The Enterprise Data Warehouse emerged in the mid-1990s in response to the explosion of distributed systems that began proliferating across enterprise environments a few years prior. The promise of inexpensive, immediate capability was quite appealing at first, but people soon realized that there were many other unanticipated costs involved. The question that plagued IT managers was “how do we control the flow of data between all of these emerging systems and how do we ensure quality in the midst of this chaos”? Out of this problem space, the premise of the Data Warehouse was born. The EDW represented a swing back towards more comprehensive IT control, through centralization of all core business data within one system. Order from Chaos, “The Single Version of Truth,” the EDW philosophically and technically tackled the most pervasive problem in IT at the time. Unfortunately, it was then and still remains largely out of reach for most potential adopters. Why is that?

The Philosophy of EDW

The Data Warehouse concept is built atop the notion that all data related to the enterprise can be captured and centrally or holistically managed. This is a powerful idea, yet there is more than one way to achieve that goal. The traditional view of the EDW attacked the problem from a very DBMS-centric perspective. This is primarily why EDW projects become so expensive, difficult and ultimately hard to adopt. The typical EDW approach attempted to gather all of the data related to the enterprise and place it into one massive repository structure. Whether this approach was attempted in chunks or as a “Big Bang” assault made little difference in the long the run as the byproducts of the practice were the same; those byproducts included:

  • A more bureaucratic management approach to the data layer in general.
  • An added degree of separation between the data owners and the data developers.
  • A certain level of inflexibility in regards to how data was updated, corrected or otherwise transformed.
  • An added degree of separation between database developers and data exploitation developers.
  • An added degree of separation between database developers and application developers.
  • An inability to quickly respond to major changes in the business.
  • Dependence upon a sub-set of industry experts and equipment that is more expensive than the industry norm.
  • A higher cost associated with scalability in general.

It is worth examining some of the core concepts associated with Data Warehousing a little bit closer to help understand why these outcomes tend to result from the traditional EDW approach.
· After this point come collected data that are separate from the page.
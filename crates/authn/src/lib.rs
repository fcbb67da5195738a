//! # keyward authentication
//!
//! Signature-based request authentication for keyward.
//!
//! A client signs each request message with its RSA private key. The server
//! looks up the public keys registered to the claimed user and accepts the
//! request if any one of them verifies the signature.
//!
//! This crate provides:
//! - **Signature engine** ([`signature`]): RSA-PSS/SHA-256 signing and verification with OpenSSH
//!   public keys and PEM private keys
//! - **Envelope** ([`envelope`]): the `{username, message, signature}` wire format
//! - **Gate** ([`gate`]): the per-request trust decision over a
//!   [`KeyRegistry`](keyward_storage::auth::KeyRegistry)
//! - **Guard** ([`guard`]): runs the gate in front of protected operations
//! - **Strategy** and **config** ([`strategy`], [`config`]): verification strategy selection
//!
//! ## Example
//!
//! ```no_run
//! use std::sync::Arc;
//!
//! use keyward_authn::{AuthConfig, AuthGate, SignedRequest, Verdict};
//! use keyward_storage::auth::MemoryKeyRegistry;
//!
//! # async fn example(body: &[u8]) -> Result<(), Box<dyn std::error::Error>> {
//! let registry = Arc::new(MemoryKeyRegistry::new());
//! let gate = AuthGate::from_config(registry, &AuthConfig::default());
//!
//! let envelope = SignedRequest::from_json(body)?;
//! match gate.authorize(&envelope).await? {
//!     Verdict::Granted(user) => println!("authenticated {}", user.username),
//!     Verdict::Denied => println!("access denied"),
//! }
//! # Ok(())
//! # }
//! ```
//!
//! ## Features
//!
//! - **`testutil`**: Enables the `testutil` module with cached test key pairs and the
//!   `assert_auth_error!` macro.
//! - **`failpoints`**: Enables fail-point injection in the gate for fault testing.

#![deny(unsafe_code)]
#![warn(missing_docs)]

/// Authentication configuration.
pub mod config;
/// Signed request envelope.
pub mod envelope;
/// Authentication error types.
pub mod error;
/// Per-request authentication gate.
pub mod gate;
/// Guard stage for protected operations.
pub mod guard;
/// RSA-PSS signing and verification.
pub mod signature;
/// Verification strategies.
pub mod strategy;
/// Shared test utilities.
#[cfg(any(test, feature = "testutil"))]
#[allow(clippy::expect_used, clippy::panic)]
pub mod testutil;

// Re-export key types for convenience
pub use config::{AuthConfig, StrategyKind};
pub use envelope::SignedRequest;
pub use error::{AuthError, Result};
pub use gate::{AuthGate, Verdict};
pub use signature::{PrivateKey, PublicKey, sign, sign_with_key_file, verify};
pub use strategy::{AcceptAllStrategy, SignatureStrategy, VerificationStrategy};

/// Result alias for authentication operations.
pub type AuthResult<T> = Result<T>;
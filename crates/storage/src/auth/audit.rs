//! Audit logging for user and key management operations.
//!
//! Every enrollment, revocation, and account change is recorded as an
//! [`AuditEvent`] capturing who acted, on what, when, and with which outcome.
//!
//! # Architecture
//!
//! The [`AuditLogger`] trait enables different audit backends:
//!
//! - [`TracingAuditLogger`]: Emits structured `tracing` events at INFO level.
//! - [`NoopAuditLogger`]: Discards events.
//!
//! # Usage
//!
//! ```no_run
//! use keyward_storage::auth::audit::{
//!     AuditAction, AuditEvent, AuditLogger, AuditResult, TracingAuditLogger,
//! };
//!
//! # tokio::runtime::Builder::new_current_thread().enable_all().build().unwrap().block_on(async {
//! let logger = TracingAuditLogger;
//! let event = AuditEvent::builder()
//!     .actor("admin")
//!     .action(AuditAction::AddKey)
//!     .resource("user:alice/key:laptop")
//!     .result(AuditResult::Success)
//!     .build();
//! logger.log(&event).await;
//! # });
//! ```

use std::{collections::HashMap, fmt};

use async_trait::async_trait;
use chrono::{DateTime, Utc};

/// Action performed on a registry resource.
#[derive(Debug, Clone, Copy, PartialEq, Eq)]
pub enum AuditAction {
    /// A user was created.
    CreateUser,
    /// A user and all of its keys were deleted.
    DeleteUser,
    /// A public key was enrolled.
    AddKey,
    /// A public key was removed.
    RemoveKey,
}

impl fmt::Display for AuditAction {
    fn fmt(&self, f: &mut fmt::Formatter<'_>) -> fmt::Result {
        match self {
            Self::CreateUser => write!(f, "create_user"),
            Self::DeleteUser => write!(f, "delete_user"),
            Self::AddKey => write!(f, "add_key"),
            Self::RemoveKey => write!(f, "remove_key"),
        }
    }
}

/// Outcome of an audited operation.
#[derive(Debug, Clone, PartialEq, Eq)]
pub enum AuditResult {
    /// Operation completed successfully.
    Success,
    /// Operation failed with the given reason.
    Failure(String),
}

impl fmt::Display for AuditResult {
    fn fmt(&self, f: &mut fmt::Formatter<'_>) -> fmt::Result {
        match self {
            Self::Success => write!(f, "success"),
            Self::Failure(reason) => write!(f, "failure: {reason}"),
        }
    }
}

/// Structured audit event for registry operations.
#[derive(Debug, Clone, bon::Builder)]
pub struct AuditEvent {
    /// When the event occurred (defaults to now).
    #[builder(default = Utc::now())]
    pub timestamp: DateTime<Utc>,
    /// Identity of the actor performing the operation.
    #[builder(into)]
    pub actor: String,
    /// The action that was performed.
    pub action: AuditAction,
    /// Resource identifier (e.g., "user:alice/key:laptop").
    #[builder(into)]
    pub resource: String,
    /// Outcome of the operation.
    pub result: AuditResult,
    /// Additional context.
    #[builder(default)]
    pub metadata: HashMap<String, String>,
}

/// Trait for audit log backends.
#[async_trait]
pub trait AuditLogger: Send + Sync {
    /// Records an audit event.
    async fn log(&self, event: &AuditEvent);
}

#[async_trait]
impl<L: AuditLogger> AuditLogger for std::sync::Arc<L> {
    async fn log(&self, event: &AuditEvent) {
        (**self).log(event).await;
    }
}

/// Audit logger that emits structured `tracing` events.
///
/// Field mapping:
/// - `audit.timestamp`: RFC 3339 timestamp
/// - `audit.actor`: who performed the action
/// - `audit.action`: the operation (e.g., "add_key")
/// - `audit.resource`: what was affected
/// - `audit.result`: "success" or "failure: ..."
/// - `audit.metadata`: additional context as `k=v` pairs
#[derive(Debug, Clone, Copy)]
pub struct TracingAuditLogger;

#[async_trait]
impl AuditLogger for TracingAuditLogger {
    async fn log(&self, event: &AuditEvent) {
        let metadata_str = if event.metadata.is_empty() {
            String::new()
        } else {
            let mut pairs: Vec<_> = event.metadata.iter().map(|(k, v)| format!("{k}={v}")).collect();
            pairs.sort();
            pairs.join(", ")
        };

        tracing::info!(
            audit.timestamp = %event.timestamp.to_rfc3339(),
            audit.actor = %event.actor,
            audit.action = %event.action,
            audit.resource = %event.resource,
            audit.result = %event.result,
            audit.metadata = %metadata_str,
            "audit_event"
        );
    }
}

/// No-op audit logger for environments where audit is not needed.
#[derive(Debug, Clone, Copy)]
pub struct NoopAuditLogger;

#[async_trait]
impl AuditLogger for NoopAuditLogger {
    async fn log(&self, _event: &AuditEvent) {}
}
//! Audit-logging decorator for [`KeyRegistry`] implementations.
//!
//! Wraps any registry to emit an [`AuditEvent`] for every mutation, without
//! modifying the underlying store. Lookups pass through unaudited: they sit
//! on the per-request verification path.

use std::{collections::HashMap, sync::Arc};

use async_trait::async_trait;

use super::{
    audit::{AuditAction, AuditEvent, AuditLogger, AuditResult},
    registered_key::{RegisteredKey, key_resource},
    store::KeyRegistry,
    user::UserRecord,
};
use crate::{
    error::StorageResult,
    types::{KeyId, Username},
};

/// Decorator that adds audit logging to any [`KeyRegistry`].
///
/// # Usage
///
/// ```no_run
/// use keyward_storage::auth::audited_store::AuditedKeyRegistry;
/// use keyward_storage::auth::audit::TracingAuditLogger;
/// use keyward_storage::auth::MemoryKeyRegistry;
///
/// let registry = MemoryKeyRegistry::new();
/// let audited = AuditedKeyRegistry::new(registry, TracingAuditLogger, "admin");
/// ```
pub struct AuditedKeyRegistry<R, L> {
    inner: R,
    logger: L,
    actor: Arc<str>,
}

impl<R, L> AuditedKeyRegistry<R, L>
where
    R: KeyRegistry,
    L: AuditLogger,
{
    /// Creates a new audited registry wrapping the given registry and logger.
    pub fn new(inner: R, logger: L, actor: impl Into<Arc<str>>) -> Self {
        Self { inner, logger, actor: actor.into() }
    }

    /// Returns a reference to the inner registry.
    pub fn inner(&self) -> &R {
        &self.inner
    }

    async fn emit(
        &self,
        action: AuditAction,
        resource: String,
        result: AuditResult,
        metadata: HashMap<String, String>,
    ) {
        let event = AuditEvent::builder()
            .actor(self.actor.to_string())
            .action(action)
            .resource(resource)
            .result(result)
            .metadata(metadata)
            .build();
        self.logger.log(&event).await;
    }

    fn result_from<T>(res: &StorageResult<T>) -> AuditResult {
        match res {
            Ok(_) => AuditResult::Success,
            Err(e) => AuditResult::Failure(e.to_string()),
        }
    }
}

#[async_trait]
impl<R, L> KeyRegistry for AuditedKeyRegistry<R, L>
where
    R: KeyRegistry,
    L: AuditLogger,
{
    async fn find_user(&self, username: &str) -> StorageResult<Option<UserRecord>> {
        self.inner.find_user(username).await
    }

    async fn find_keys_for_user(&self, username: &str) -> StorageResult<Vec<RegisteredKey>> {
        self.inner.find_keys_for_user(username).await
    }

    async fn create_user(&self, user: &UserRecord) -> StorageResult<()> {
        let res = self.inner.create_user(user).await;
        self.emit(
            AuditAction::CreateUser,
            format!("user:{}", user.username),
            Self::result_from(&res),
            HashMap::new(),
        )
        .await;
        res
    }

    async fn delete_user(&self, username: &str) -> StorageResult<()> {
        let res = self.inner.delete_user(username).await;
        self.emit(
            AuditAction::DeleteUser,
            format!("user:{username}"),
            Self::result_from(&res),
            HashMap::new(),
        )
        .await;
        res
    }

    async fn add_key(&self, key: &RegisteredKey) -> StorageResult<()> {
        let res = self.inner.add_key(key).await;
        self.emit(AuditAction::AddKey, key.resource(), Self::result_from(&res), HashMap::new())
            .await;
        res
    }

    async fn remove_key(&self, username: &str, key_id: &str) -> StorageResult<()> {
        let res = self.inner.remove_key(username, key_id).await;
        self.emit(
            AuditAction::RemoveKey,
            key_resource(&Username::from(username), &KeyId::from(key_id)),
            Self::result_from(&res),
            HashMap::new(),
        )
        .await;
        res
    }
}
//! Endpoint state and the request forwarder.
//!
//! # Responsibilities
//! - Hold one named service's routing policy and live replica set
//! - Turn a client request into a backend request (URL rewrite, header
//!   whitelist, body limit) and relay the response
//!
//! # Design Decisions
//! - Replica selection is uniform random; no retry, no fallback — a body may
//!   already be partially streamed, so a transparent retry is unsafe
//! - The chosen URI is copied out under the read lock, never referenced
//! - Replicas compare by identity: the same host:port registered twice is
//!   two entries, each removed by its own connection's teardown

use std::collections::HashSet;
use std::fmt;
use std::pin::Pin;
use std::sync::{Arc, RwLock, RwLockReadGuard, RwLockWriteGuard};
use std::task::{Context, Poll};
use std::time::Instant;

use async_trait::async_trait;
use axum::body::{Body, Bytes};
use axum::http::{header, HeaderMap, HeaderName, HeaderValue, Request, Response, StatusCode, Uri};
use http_body::Frame;
use http_body_util::BodyExt;
use hyper_util::client::legacy::{connect::HttpConnector, Client};
use hyper_util::rt::TokioExecutor;
use rand::Rng;

use crate::proxy::headers::{classify, normalize_set, HeaderAction};
use crate::routing::mux::ProxyRequest;

pub type BoxError = Box<dyn std::error::Error + Send + Sync>;

const X_FORWARDED_FOR: HeaderName = HeaderName::from_static("x-forwarded-for");
const X_FORWARDED_PROTO: HeaderName = HeaderName::from_static("x-forwarded-proto");
const X_GOFR_BACKEND: HeaderName = HeaderName::from_static("x-gofr-backend");
const X_GOFR_BACKEND_ROOT: HeaderName = HeaderName::from_static("x-gofr-backend-root");
const X_FRAME_OPTIONS: HeaderName = HeaderName::from_static("x-frame-options");
const X_XSS_PROTECTION: HeaderName = HeaderName::from_static("x-xss-protection");

/// One backend replica URL. Identity is the allocation: `add`/`remove` pair
/// up through `Arc::ptr_eq`, never structural equality.
#[derive(Debug)]
pub struct Replica {
    uri: Uri,
}

impl Replica {
    /// Builds `http://<host>:<port>`, bracketing IPv6 hosts.
    pub fn new(host: &str, port: u16) -> Result<Arc<Self>, http::uri::InvalidUri> {
        let authority = if host.contains(':') {
            format!("[{host}]:{port}")
        } else {
            format!("{host}:{port}")
        };
        let uri: Uri = format!("http://{authority}").parse()?;
        Ok(Arc::new(Self { uri }))
    }

    pub fn uri(&self) -> &Uri {
        &self.uri
    }
}

impl fmt::Display for Replica {
    fn fmt(&self, f: &mut fmt::Formatter<'_>) -> fmt::Result {
        write!(f, "{}", self.uri)
    }
}

/// The seam through which backend requests are performed. Swappable so tests
/// observe the synthesized request without a network.
#[async_trait]
pub trait Transport: Send + Sync {
    async fn round_trip(&self, req: Request<Body>) -> Result<Response<Body>, BoxError>;
}

/// Default transport: a pooled hyper client.
pub struct HttpTransport {
    client: Client<HttpConnector, Body>,
}

impl HttpTransport {
    pub fn new() -> Self {
        Self {
            client: Client::builder(TokioExecutor::new()).build(HttpConnector::new()),
        }
    }
}

impl Default for HttpTransport {
    fn default() -> Self {
        Self::new()
    }
}

#[async_trait]
impl Transport for HttpTransport {
    async fn round_trip(&self, req: Request<Body>) -> Result<Response<Body>, BoxError> {
        let resp = self.client.request(req).await?;
        Ok(resp.map(Body::new))
    }
}

/// Body wrapper that ends the stream after `remaining` data bytes.
struct TruncateBody {
    inner: Body,
    remaining: u64,
}

impl http_body::Body for TruncateBody {
    type Data = Bytes;
    type Error = axum::Error;

    fn poll_frame(
        self: Pin<&mut Self>,
        cx: &mut Context<'_>,
    ) -> Poll<Option<Result<Frame<Self::Data>, Self::Error>>> {
        let this = self.get_mut();
        if this.remaining == 0 {
            return Poll::Ready(None);
        }
        match Pin::new(&mut this.inner).poll_frame(cx) {
            Poll::Ready(Some(Ok(frame))) => match frame.into_data() {
                Ok(data) => {
                    let take = (this.remaining).min(data.len() as u64) as usize;
                    this.remaining -= take as u64;
                    Poll::Ready(Some(Ok(Frame::data(data.slice(..take)))))
                }
                Err(other) => Poll::Ready(Some(Ok(other))),
            },
            other => other,
        }
    }
}

/// A named service: routing policy plus the mutable set of replica URLs the
/// control channel maintains.
pub struct Endpoint {
    pub name: String,
    pub root: String,
    allow_header: HashSet<String>,
    strip_header: HashSet<String>,
    body_size_limit: u64,
    transport: Arc<dyn Transport>,
    hosts: RwLock<Vec<Arc<Replica>>>,
}

impl Endpoint {
    pub fn new(name: impl Into<String>, root: impl Into<String>) -> Self {
        Self {
            name: name.into(),
            root: root.into(),
            allow_header: HashSet::new(),
            strip_header: HashSet::new(),
            body_size_limit: 0,
            transport: Arc::new(HttpTransport::new()),
            hosts: RwLock::new(Vec::new()),
        }
    }

    /// Header names always copied through, overriding the unknown default.
    pub fn allow_headers<I, S>(mut self, names: I) -> Self
    where
        I: IntoIterator<Item = S>,
        S: AsRef<str>,
    {
        self.allow_header = normalize_set(names);
        self
    }

    /// Header names always removed, overriding the pass-through table.
    pub fn strip_headers<I, S>(mut self, names: I) -> Self
    where
        I: IntoIterator<Item = S>,
        S: AsRef<str>,
    {
        self.strip_header = normalize_set(names);
        self
    }

    /// Request-body cap in bytes; zero means unlimited.
    pub fn body_size_limit(mut self, limit: u64) -> Self {
        self.body_size_limit = limit;
        self
    }

    pub fn transport(mut self, transport: Arc<dyn Transport>) -> Self {
        self.transport = transport;
        self
    }

    fn hosts_read(&self) -> RwLockReadGuard<'_, Vec<Arc<Replica>>> {
        self.hosts.read().unwrap_or_else(|e| e.into_inner())
    }

    fn hosts_write(&self) -> RwLockWriteGuard<'_, Vec<Arc<Replica>>> {
        self.hosts.write().unwrap_or_else(|e| e.into_inner())
    }

    pub(crate) fn add_replica(&self, replica: Arc<Replica>) {
        self.hosts_write().push(replica);
    }

    /// Removes exactly the entry whose allocation matches. Returns whether
    /// anything was removed.
    pub(crate) fn remove_replica(&self, replica: &Arc<Replica>) -> bool {
        let mut hosts = self.hosts_write();
        match hosts.iter().position(|h| Arc::ptr_eq(h, replica)) {
            Some(idx) => {
                hosts.remove(idx);
                true
            }
            None => false,
        }
    }

    pub fn replica_count(&self) -> usize {
        self.hosts_read().len()
    }

    /// Display strings of the current replicas, for the debug listing.
    pub fn replica_urls(&self) -> Vec<String> {
        self.hosts_read().iter().map(|h| h.to_string()).collect()
    }

    /// Proxies one client request to a randomly chosen replica.
    pub async fn serve(&self, req: ProxyRequest) -> Response<Body> {
        let start = Instant::now();

        let target = {
            let hosts = self.hosts_read();
            if hosts.is_empty() {
                tracing::error!(endpoint = %self.name, "no backends available");
                return error_response(StatusCode::SERVICE_UNAVAILABLE, "Backend Unavailable");
            }
            let idx = rand::thread_rng().gen_range(0..hosts.len());
            hosts[idx].uri().clone()
        };

        let headers = self.backend_headers(&req);

        let original_uri = req.request.uri().clone();
        let mut parts = target.into_parts();
        let path_and_query = match req.query() {
            Some(q) => format!("{}?{}", req.path(), q),
            None => req.path().to_string(),
        };
        parts.path_and_query = match path_and_query.parse() {
            Ok(pq) => Some(pq),
            Err(_) => {
                return error_response(StatusCode::INTERNAL_SERVER_ERROR, "Backend Error");
            }
        };
        let uri = match Uri::from_parts(parts) {
            Ok(uri) => uri,
            Err(_) => {
                return error_response(StatusCode::INTERNAL_SERVER_ERROR, "Backend Error");
            }
        };

        let (client_parts, body) = req.request.into_parts();
        let body = if self.body_size_limit > 0 {
            Body::new(TruncateBody {
                inner: body,
                remaining: self.body_size_limit,
            })
        } else {
            body
        };

        let mut backend_req = match Request::builder()
            .method(client_parts.method.clone())
            .uri(uri)
            .body(body)
        {
            Ok(req) => req,
            Err(_) => {
                return error_response(StatusCode::INTERNAL_SERVER_ERROR, "Backend Error");
            }
        };
        *backend_req.headers_mut() = headers;

        // Declared length survives, clamped to the limit.
        if let Some(declared) = content_length(&client_parts.headers) {
            let len = if self.body_size_limit > 0 {
                declared.min(self.body_size_limit)
            } else {
                declared
            };
            backend_req
                .headers_mut()
                .insert(header::CONTENT_LENGTH, HeaderValue::from(len));
        }

        let backend_uri = backend_req.uri().clone();
        let resp = match self.transport.round_trip(backend_req).await {
            Ok(resp) => resp,
            Err(err) => {
                tracing::debug!(
                    endpoint = %self.name,
                    from = %original_uri,
                    to = %backend_uri,
                    error = %err,
                    "backend error"
                );
                return error_response(StatusCode::INTERNAL_SERVER_ERROR, "Backend Error");
            }
        };

        let (resp_parts, resp_body) = resp.into_parts();
        let endpoint_name = self.name.clone();
        let resp_body = Body::new(resp_body.map_err(move |err| {
            tracing::debug!(endpoint = %endpoint_name, error = %err, "error relaying response body");
            err
        }));

        let mut out = Response::new(resp_body);
        *out.status_mut() = resp_parts.status;
        *out.headers_mut() = resp_parts.headers;
        out.headers_mut()
            .insert(X_FRAME_OPTIONS, HeaderValue::from_static("sameorigin"));
        out.headers_mut()
            .insert(X_XSS_PROTECTION, HeaderValue::from_static("1; mode=block"));

        tracing::debug!(
            endpoint = %self.name,
            from = %original_uri,
            to = %backend_uri,
            elapsed = ?start.elapsed(),
            "routed request"
        );
        out
    }

    /// Base headers plus the classified client headers.
    fn backend_headers(&self, req: &ProxyRequest) -> HeaderMap {
        let mut headers = HeaderMap::new();

        if let Ok(host) = HeaderValue::from_str(req.host()) {
            headers.insert(header::HOST, host);
        }
        if let Ok(ip) = HeaderValue::from_str(&req.peer.ip().to_string()) {
            headers.insert(X_FORWARDED_FOR, ip);
        }
        headers.insert(X_FORWARDED_PROTO, HeaderValue::from_static(req.scheme()));
        if let Ok(name) = HeaderValue::from_str(&self.name) {
            headers.insert(X_GOFR_BACKEND, name);
        }
        if let Ok(root) = HeaderValue::from_str(&self.root) {
            headers.insert(X_GOFR_BACKEND_ROOT, root);
        }

        for (name, value) in req.request.headers() {
            match classify(name.as_str(), &self.allow_header, &self.strip_header) {
                HeaderAction::Pass => {
                    headers.append(name.clone(), value.clone());
                }
                HeaderAction::Drop => {}
                HeaderAction::DropUnknown => {
                    tracing::warn!(
                        endpoint = %self.name,
                        header = %name,
                        "blocking header"
                    );
                }
            }
        }
        headers
    }
}

impl fmt::Debug for Endpoint {
    fn fmt(&self, f: &mut fmt::Formatter<'_>) -> fmt::Result {
        f.debug_struct("Endpoint")
            .field("name", &self.name)
            .field("root", &self.root)
            .field("replicas", &self.replica_count())
            .finish()
    }
}

fn content_length(headers: &HeaderMap) -> Option<u64> {
    headers
        .get(header::CONTENT_LENGTH)?
        .to_str()
        .ok()?
        .parse()
        .ok()
}

fn error_response(status: StatusCode, message: &'static str) -> Response<Body> {
    let mut resp = Response::new(Body::from(message));
    *resp.status_mut() = status;
    resp.headers_mut().insert(
        header::CONTENT_TYPE,
        HeaderValue::from_static("text/plain; charset=utf-8"),
    );
    resp
}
DBMS Focus – At the time when EDWs became popular, other areas of data architecture were only just beginning to blossom. Today’s Business Intelligence platforms represent much more than mere reporting engines. Metadata management was only just beginning to be understood in the mid-1990’s and focus on Semantic technologies was virtually non-existent. The world according to DBMS in 1995 had a relational management system in the middle with ETL feeding into and reports coming out. This might be thought of as a three layer, stove-piped database systems view of the data architecture.

The Enterprise Single Instance – While consolidating like capabilities into marts or stores or some other ‘functional single instance’ approach has achieved quite a bit of success over the past two decades, attempting to manage all data in one structure has proven much more difficult. This is why the notion of Massively Parallel Processing (MPP) was needed to make it viable back in the 1990s. MPP was expensive though and perhaps failed to recognize the power of networked processors on inexpensive hardware (i.e. the Google scalability model). The other key consideration here was the added steps that were needed in order to make such a system perform within reasonable parameters. So, the single instance enterprise faced and still faces major hurdles in terms of costs, manageability and performance. 

EDW Fallacies

If we were to directly challenge the core EDW assumptions and illustrate the fallacies associated with the philosophy, our list would resemble the following:

  • The Business will remain static over a relatively long period of time.
  • The Enterprise will remain static over a relatively long period of time.
  • That source data and data exploitation should not be managed synergistically, in other words that Decision Support or Business Intelligence solutions built on top of EDW source data should be viewed as separate, albeit related efforts.
  • That the data layer and the application layer can or should be viewed or designed separately.
  • That computer Hardware would not catch up to the processing load – i.e. that the data layer would always require Massively Parallel Processing (MPP) in order to manage very large quantities of data. Furthermore, this assumption also implied the data would remain in a single instance data source.
  • That network architecture, data architecture, application / SOA architecture and enterprise architecture are separate.
  • That the Internet (Cloud) would not represent a viable mechanism for connecting to distributed data sources.
  • That unstructured data was not as valid as structured data (mainly because no mechanism existed to incorporate into the traditional database management approaches).
  • That most major transformations need to occur before data is placed into the primary storage / management entity (i.e. DBMS, warehouse).
  • That there is a single version of the truth, period. This is perhaps the biggest fallacy behind all data warehouse, MDM and governance solutions. Data can be managed, but it is dynamic and all always will be. Viewing data as incontrovertible, orthodox truth immediately eliminates much of the value that data otherwise provides. Situations change, and every stakeholder views the whole from their unique perspectives. Yet, there can still be order in a relativistic environment (much as there is in the real world). 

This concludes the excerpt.